Which of the lines below hold "prompt"? Please return each one.
§ §
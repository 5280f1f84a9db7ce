//! 核心：错误类型

pub mod error;

pub use error::AgentError;
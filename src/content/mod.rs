//! 内容生产：平台 / 内容类型等领域类型，正文生成引擎，双稿解析与平台校验

pub mod brief;
pub mod engine;
pub mod formatting;
pub mod validators;

use schemars::JsonSchema;
use serde::{Deserialize, Serialize};

pub use brief::{render_brief, render_calendar_request, CalendarBrief, DraftBrief};
pub use engine::ContentEngine;
pub use formatting::{
    count_hashtags, format_clean_copy, format_option_preview, parse_dual_options,
};

/// 目标平台（brief 可同时面向两个平台）
#[derive(Debug, Clone, Copy, PartialEq, Eq, Serialize, Deserialize, JsonSchema)]
#[serde(rename_all = "lowercase")]
pub enum Platform {
    Instagram,
    Rednote,
    Both,
}

impl Platform {
    pub fn as_str(&self) -> &'static str {
        match self {
            Platform::Instagram => "instagram",
            Platform::Rednote => "rednote",
            Platform::Both => "both",
        }
    }
}

impl From<Channel> for Platform {
    fn from(channel: Channel) -> Self {
        match channel {
            Channel::Instagram => Platform::Instagram,
            Channel::Rednote => Platform::Rednote,
        }
    }
}

/// 单一发布渠道
#[derive(Debug, Clone, Copy, PartialEq, Eq, Serialize, Deserialize, JsonSchema)]
#[serde(rename_all = "lowercase")]
pub enum Channel {
    Instagram,
    Rednote,
}

impl Channel {
    pub fn as_str(&self) -> &'static str {
        match self {
            Channel::Instagram => "instagram",
            Channel::Rednote => "rednote",
        }
    }
}

#[derive(Debug, Clone, Copy, PartialEq, Eq, Serialize, Deserialize, JsonSchema)]
#[serde(rename_all = "snake_case")]
pub enum ContentType {
    FeedPost,
    Carousel,
    ReelCaption,
    Story,
}

impl ContentType {
    pub fn as_str(&self) -> &'static str {
        match self {
            ContentType::FeedPost => "feed_post",
            ContentType::Carousel => "carousel",
            ContentType::ReelCaption => "reel_caption",
            ContentType::Story => "story",
        }
    }

    /// 从生成稿中的自由文本标签归一（"Carousel, because..." → carousel），无法识别时为 feed_post
    pub fn normalize(label: &str) -> Self {
        let lower = label.to_lowercase();
        if lower.contains("carousel") {
            ContentType::Carousel
        } else if lower.contains("reel") {
            ContentType::ReelCaption
        } else if lower.contains("story") {
            ContentType::Story
        } else {
            ContentType::FeedPost
        }
    }
}

/// A / B 选项
#[derive(Debug, Clone, Copy, PartialEq, Eq, Serialize, Deserialize, JsonSchema)]
pub enum OptionKey {
    #[serde(rename = "a", alias = "A")]
    A,
    #[serde(rename = "b", alias = "B")]
    B,
}

impl OptionKey {
    /// 会话中生成图的键
    pub fn label(&self) -> &'static str {
        match self {
            OptionKey::A => "option_a",
            OptionKey::B => "option_b",
        }
    }

    pub fn upper(&self) -> &'static str {
        match self {
            OptionKey::A => "A",
            OptionKey::B => "B",
        }
    }

    /// A 为 reflective，B 为 direct
    pub fn style(&self) -> &'static str {
        match self {
            OptionKey::A => "reflective",
            OptionKey::B => "direct",
        }
    }
}

/// 单个候选稿
#[derive(Debug, Clone, Default, PartialEq, Serialize, Deserialize)]
pub struct DraftOption {
    /// 生成稿自述的内容类型（原文）
    pub content_type: String,
    pub caption: String,
    pub hashtags: String,
    pub visual: String,
    /// 小红书中文版（结构化输出时单独给出）
    pub chinese_caption: String,
    pub raw: String,
}

impl DraftOption {
    /// caption 为空时退回原文
    pub fn body(&self) -> &str {
        if self.caption.is_empty() {
            &self.raw
        } else {
            &self.caption
        }
    }
}

#[derive(Debug, Clone, Default, PartialEq, Serialize, Deserialize)]
pub struct DraftPair {
    pub option_a: DraftOption,
    pub option_b: DraftOption,
    /// 生成后端的完整原文
    pub raw: String,
}

impl DraftPair {
    pub fn get(&self, key: OptionKey) -> &DraftOption {
        match key {
            OptionKey::A => &self.option_a,
            OptionKey::B => &self.option_b,
        }
    }
}
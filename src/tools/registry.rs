//! 工具注册表
//!
//! 工具集合是封闭的：`ToolKind` 枚举列出全部七个工具，名称解析、描述与参数 schema 都在这里，
//! 执行器按枚举穷举分发。参数 schema 由各参数结构体经 schemars 生成。

use schemars::gen::SchemaSettings;
use schemars::JsonSchema;
use serde_json::Value;

use crate::content::{CalendarBrief, DraftBrief};
use crate::llm::ToolSchema;
use crate::tools::approval::{PresentOptionsArgs, SaveApprovalArgs};
use crate::tools::media::{BrandFilterArgs, GenerateImageArgs};
use crate::tools::publishing::PublishArgs;

#[derive(Debug, Clone, Copy, PartialEq, Eq, Hash)]
pub enum ToolKind {
    GenerateTextContent,
    GenerateImage,
    ApplyBrandFilter,
    PresentOptions,
    GenerateCalendar,
    SaveApproval,
    PublishContent,
}

impl ToolKind {
    pub const ALL: [ToolKind; 7] = [
        ToolKind::GenerateTextContent,
        ToolKind::GenerateImage,
        ToolKind::ApplyBrandFilter,
        ToolKind::PresentOptions,
        ToolKind::GenerateCalendar,
        ToolKind::SaveApproval,
        ToolKind::PublishContent,
    ];

    pub fn name(&self) -> &'static str {
        match self {
            ToolKind::GenerateTextContent => "generate_text_content",
            ToolKind::GenerateImage => "generate_image",
            ToolKind::ApplyBrandFilter => "apply_brand_filter",
            ToolKind::PresentOptions => "present_options",
            ToolKind::GenerateCalendar => "generate_calendar",
            ToolKind::SaveApproval => "save_approval",
            ToolKind::PublishContent => "publish_content",
        }
    }

    pub fn from_name(name: &str) -> Option<Self> {
        Self::ALL.into_iter().find(|k| k.name() == name)
    }

    /// 描述（供后端理解何时调用）
    pub fn description(&self) -> &'static str {
        match self {
            ToolKind::GenerateTextContent => {
                "Execute a structured creative brief to produce social media post content with two \
options (A and B). Call this only after the idea has been shaped with the creator and a detailed \
brief is ready. The production copywriter executes the brief faithfully."
            }
            ToolKind::GenerateImage => {
                "Generate a brand-consistent AI image. Each image has a cost: only call this after \
the creator confirms they want an AI image. The image_brief is a specific, ready-to-use prompt \
describing subject, composition, colors, lighting and mood."
            }
            ToolKind::ApplyBrandFilter => {
                "Apply brand-consistent color filtering to the photo the creator uploaded: warmer \
tones, softer contrast, a subtle gold tint, optional logo. Only call when a photo was uploaded in \
this session."
            }
            ToolKind::PresentOptions => {
                "Present the generated options to the creator with Pick A / Pick B / Revise \
buttons. Call this after generate_text_content, with a short summary of each option."
            }
            ToolKind::GenerateCalendar => {
                "Generate a weekly content calendar with multiple posts. Call this when the \
creator wants to plan their content week."
            }
            ToolKind::SaveApproval => {
                "Save the approved post to preference memory. Call this immediately after the \
creator picks an option (pick_a or pick_b)."
            }
            ToolKind::PublishContent => {
                "Publish approved content. Instagram publishes directly; Rednote is formatted \
into copyable blocks for manual posting. Only call after the creator approves and asks to publish."
            }
        }
    }

    pub fn input_schema(&self) -> Value {
        match self {
            ToolKind::GenerateTextContent => schema_for::<DraftBrief>(),
            ToolKind::GenerateImage => schema_for::<GenerateImageArgs>(),
            ToolKind::ApplyBrandFilter => schema_for::<BrandFilterArgs>(),
            ToolKind::PresentOptions => schema_for::<PresentOptionsArgs>(),
            ToolKind::GenerateCalendar => schema_for::<CalendarBrief>(),
            ToolKind::SaveApproval => schema_for::<SaveApprovalArgs>(),
            ToolKind::PublishContent => schema_for::<PublishArgs>(),
        }
    }

    pub fn schema(&self) -> ToolSchema {
        ToolSchema {
            name: self.name().to_string(),
            description: self.description().to_string(),
            input_schema: self.input_schema(),
        }
    }
}

/// 全部工具的 schema，顺序固定
pub fn tool_schemas() -> Vec<ToolSchema> {
    ToolKind::ALL.iter().map(ToolKind::schema).collect()
}

/// 参数结构体 → 内联的 JSON Schema（去掉 $schema / title / definitions）
fn schema_for<T: JsonSchema>() -> Value {
    let gen = SchemaSettings::draft07()
        .with(|s| {
            s.inline_subschemas = true;
            s.option_add_null_type = false;
        })
        .into_generator();
    let schema = gen.into_root_schema_for::<T>();
    let mut value = serde_json::to_value(schema).unwrap_or_else(|_| serde_json::json!({}));
    if let Some(obj) = value.as_object_mut() {
        obj.remove("$schema");
        obj.remove("title");
        obj.remove("definitions");
        if !obj.contains_key("properties") {
            obj.insert("properties".to_string(), serde_json::json!({}));
        }
    }
    value
}
//! 后端抽象
//!
//! 文本后端实现 LlmClient：一次 complete 接收系统提示、完整历史与工具 schema，
//! 返回内容块（文本 / 工具调用）与停止原因。图片后端实现 ImageBackend。

use async_trait::async_trait;
use serde::{Deserialize, Serialize};
use serde_json::Value;
use thiserror::Error;

use crate::memory::{ContentBlock, Message};

/// 后端调用失败；调用方按普通失败处理，不做重试
#[derive(Error, Debug, Clone, PartialEq)]
pub enum LlmError {
    #[error("request timed out after {0}s")]
    Timeout(u64),

    #[error("rate limited (retry after {retry_after_ms}ms)")]
    RateLimited { retry_after_ms: u64 },

    #[error("API error: {0}")]
    Api(String),

    #[error("invalid response: {0}")]
    InvalidResponse(String),

    #[error("HTTP error: {0}")]
    Http(String),
}

/// 工具声明：名称、用途描述、参数 JSON Schema
#[derive(Debug, Clone, PartialEq, Serialize, Deserialize)]
pub struct ToolSchema {
    pub name: String,
    pub description: String,
    pub input_schema: Value,
}

#[derive(Debug, Clone)]
pub struct CompletionRequest {
    pub system: String,
    pub messages: Vec<Message>,
    pub tools: Vec<ToolSchema>,
    pub max_tokens: u32,
}

impl CompletionRequest {
    /// 无工具的单轮请求（正文生成、会话摘要）
    pub fn single(system: impl Into<String>, user: impl Into<String>, max_tokens: u32) -> Self {
        Self {
            system: system.into(),
            messages: vec![Message::user(user)],
            tools: Vec::new(),
            max_tokens,
        }
    }
}

/// 停止原因
#[derive(Debug, Clone, PartialEq, Eq)]
pub enum StopReason {
    /// 正常结束
    EndTurn,
    /// 等待工具结果
    ToolUse,
    /// 达到输出上限
    MaxTokens,
    Other(String),
}

#[derive(Debug, Clone)]
pub struct CompletionResponse {
    pub content: Vec<ContentBlock>,
    pub stop_reason: StopReason,
}

impl CompletionResponse {
    /// 拼接所有文本块
    pub fn text(&self) -> String {
        self.content
            .iter()
            .filter_map(|b| match b {
                ContentBlock::Text { text } => Some(text.as_str()),
                _ => None,
            })
            .collect::<Vec<_>>()
            .join("\n")
    }

    pub fn has_tool_use(&self) -> bool {
        self.content
            .iter()
            .any(|b| matches!(b, ContentBlock::ToolUse { .. }))
    }
}

/// 文本后端
#[async_trait]
pub trait LlmClient: Send + Sync {
    async fn complete(&self, request: &CompletionRequest) -> Result<CompletionResponse, LlmError>;
}

/// 生成图尺寸（平台决定）
#[derive(Debug, Clone, PartialEq, Eq)]
pub struct ImageSize(pub String);

impl ImageSize {
    pub fn as_str(&self) -> &str {
        &self.0
    }
}

/// 图片后端：文本提示 → 图片字节
#[async_trait]
pub trait ImageBackend: Send + Sync {
    async fn generate(&self, prompt: &str, size: &ImageSize) -> Result<Vec<u8>, LlmError>;
}
//! 无头运行时
//!
//! 供任意传输层（控制台、聊天机器人、HTTP）调用：create_agent_components 按配置装配后端、
//! 工具、记忆与会话存储；process_message 在每用户轮次锁内对一条用户输入跑策略循环，
//! 后端失败时返回通用致歉文本并保留会话。

use std::sync::Arc;

use tokio::sync::mpsc;

use crate::config::AppConfig;
use crate::content::ContentEngine;
use crate::imaging::BrandFilter;
use crate::llm::{ImageBackend, ImageSize, LlmClient, OpenAiClient, OpenAiImageClient};
use crate::memory::{ContentBlock, MemoryCaps, MemoryStore, PreferenceLog};
use crate::publish::{DirectPublisher, InstagramPublisher, RednoteFormatter};
use crate::session::{SessionArchiver, SessionStore};
use crate::strategist::{
    Strategist, StrategistDeps, StrategistEvent, StrategistSettings, GENERIC_FAILURE_TEXT,
};
use crate::tools::{Action, ImageSizes, ToolDeps, ToolExecutor};

/// 外部后端：文本、图片、直发渠道
pub struct Backends {
    pub llm: Arc<dyn LlmClient>,
    pub images: Arc<dyn ImageBackend>,
    pub publisher: Arc<dyn DirectPublisher>,
}

/// 预构建的组件，多用户共享
pub struct AgentComponents {
    pub strategist: Strategist,
    pub sessions: SessionStore,
    pub preferences: Arc<PreferenceLog>,
    pub memory: Arc<MemoryStore>,
}

/// 按配置创建真实后端（OpenAI 兼容文本 / 图片端点、Instagram Graph 发布）并装配组件
pub fn create_agent_components(cfg: &AppConfig) -> AgentComponents {
    let api_key = std::env::var(&cfg.llm.api_key_env).ok();
    let client = OpenAiClient::new(
        cfg.llm.base_url.as_deref(),
        &cfg.llm.model,
        api_key.as_deref(),
        cfg.llm.timeouts.request,
    );
    tracing::info!(
        model = client.model(),
        api_key_set = api_key.is_some(),
        "text backend configured"
    );
    let llm: Arc<dyn LlmClient> = Arc::new(client);
    let images: Arc<dyn ImageBackend> = Arc::new(OpenAiImageClient::new(
        cfg.image.base_url.as_deref(),
        &cfg.image.model,
        api_key.as_deref(),
        cfg.image.timeout_secs,
    ));
    let publisher: Arc<dyn DirectPublisher> =
        Arc::new(InstagramPublisher::new(cfg.publish.instagram.clone()));

    assemble_components(
        cfg,
        Backends {
            llm,
            images,
            publisher,
        },
    )
}

/// 用给定后端装配组件（测试中传入 Mock 后端）
pub fn assemble_components(cfg: &AppConfig, backends: Backends) -> AgentComponents {
    let data_dir = &cfg.app.data_dir;
    if let Err(e) = std::fs::create_dir_all(data_dir) {
        tracing::warn!(path = %data_dir.display(), error = %e, "failed to create data dir");
    }

    let preferences = Arc::new(PreferenceLog::new(
        data_dir.join("preferences.json"),
        cfg.memory.max_preferences,
    ));
    let memory = Arc::new(MemoryStore::new(
        data_dir.join("memory"),
        MemoryCaps::from(&cfg.memory),
        cfg.strategist.transcript_retention,
    ));
    let archiver = Arc::new(SessionArchiver::new(
        backends.llm.clone(),
        memory.clone(),
        cfg.llm.max_tokens_summary,
    ));
    let sessions = SessionStore::new(memory.clone(), archiver);

    let content = ContentEngine::new(
        backends.llm.clone(),
        preferences.clone(),
        cfg.app.brand_voice_path.clone(),
    )
    .with_token_limits(cfg.llm.max_tokens_post, cfg.llm.max_tokens_calendar);

    let tool_deps = ToolDeps {
        content: Arc::new(content),
        images: backends.images,
        image_sizes: ImageSizes {
            instagram: ImageSize(cfg.image.instagram_size.clone()),
            rednote: ImageSize(cfg.image.rednote_size.clone()),
        },
        editor: Arc::new(BrandFilter::new(cfg.app.logo_path.clone())),
        preferences: preferences.clone(),
        publisher: backends.publisher,
        rednote: RednoteFormatter,
    };

    let strategist = Strategist::new(
        StrategistDeps {
            llm: backends.llm,
            tools: ToolExecutor::new(tool_deps, cfg.strategist.tool_timeout_secs),
            brand_voice_path: cfg.app.brand_voice_path.clone(),
        },
        StrategistSettings {
            max_iterations: cfg.strategist.max_iterations,
            max_tokens: cfg.llm.max_tokens_strategist,
            publish_enabled: cfg.app.publish_enabled,
        },
    );

    tracing::info!(
        data_dir = %data_dir.display(),
        max_iterations = cfg.strategist.max_iterations,
        publish_enabled = cfg.app.publish_enabled,
        "agent components ready"
    );

    AgentComponents {
        strategist,
        sessions,
        preferences,
        memory,
    }
}

/// 处理单条用户输入，返回待发送的动作
pub async fn process_message(
    components: &AgentComponents,
    user_id: &str,
    content: Vec<ContentBlock>,
) -> Vec<Action> {
    run(components, user_id, content, None).await
}

/// 同 process_message，并通过 event_tx 推送过程事件
pub async fn process_message_stream(
    components: &AgentComponents,
    user_id: &str,
    content: Vec<ContentBlock>,
    event_tx: mpsc::UnboundedSender<StrategistEvent>,
) -> Vec<Action> {
    run(components, user_id, content, Some(&event_tx)).await
}

async fn run(
    components: &AgentComponents,
    user_id: &str,
    content: Vec<ContentBlock>,
    event_tx: Option<&mpsc::UnboundedSender<StrategistEvent>>,
) -> Vec<Action> {
    let turn_lock = components.sessions.lock_for(user_id).await;
    let _turn = turn_lock.lock().await;

    let shared = components.sessions.get_or_create(user_id).await;
    let mut session = shared.lock().await;

    // 最近一张上传的图片成为本会话的照片
    if let Some(photo) = content.iter().rev().find_map(|b| match b {
        ContentBlock::Image { data, .. } => Some(data.clone()),
        _ => None,
    }) {
        session.uploaded_media = Some(photo);
    }
    session.note_user_input(&content);

    let memory_context = components.sessions.load_memory_context(user_id).await;
    match components
        .strategist
        .run_turn_with_events(&mut session, content, &memory_context, event_tx)
        .await
    {
        Ok(actions) => actions,
        Err(e) => {
            tracing::error!(
                user_id = %user_id,
                session_id = %session.id,
                error = %e,
                "turn failed"
            );
            vec![Action::text(GENERIC_FAILURE_TEXT)]
        }
    }
}

/// 开始新会话（已有会话先归档）
pub async fn start_session(components: &AgentComponents, user_id: &str) {
    let turn_lock = components.sessions.lock_for(user_id).await;
    let _turn = turn_lock.lock().await;
    components.sessions.start(user_id).await;
}

/// 结束并归档当前会话；返回是否存在活动会话
pub async fn end_session(components: &AgentComponents, user_id: &str) -> bool {
    let turn_lock = components.sessions.lock_for(user_id).await;
    let _turn = turn_lock.lock().await;
    components.sessions.end(user_id).await.is_some()
}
§ §
§ EXPECTED ANSWER:
the creator confirms they want an AI image. The image_brief is a specific, ready-to-use prompt \
    async fn generate(&self, prompt: &str, size: &ImageSize) -> Result<Vec<u8>, LlmError>;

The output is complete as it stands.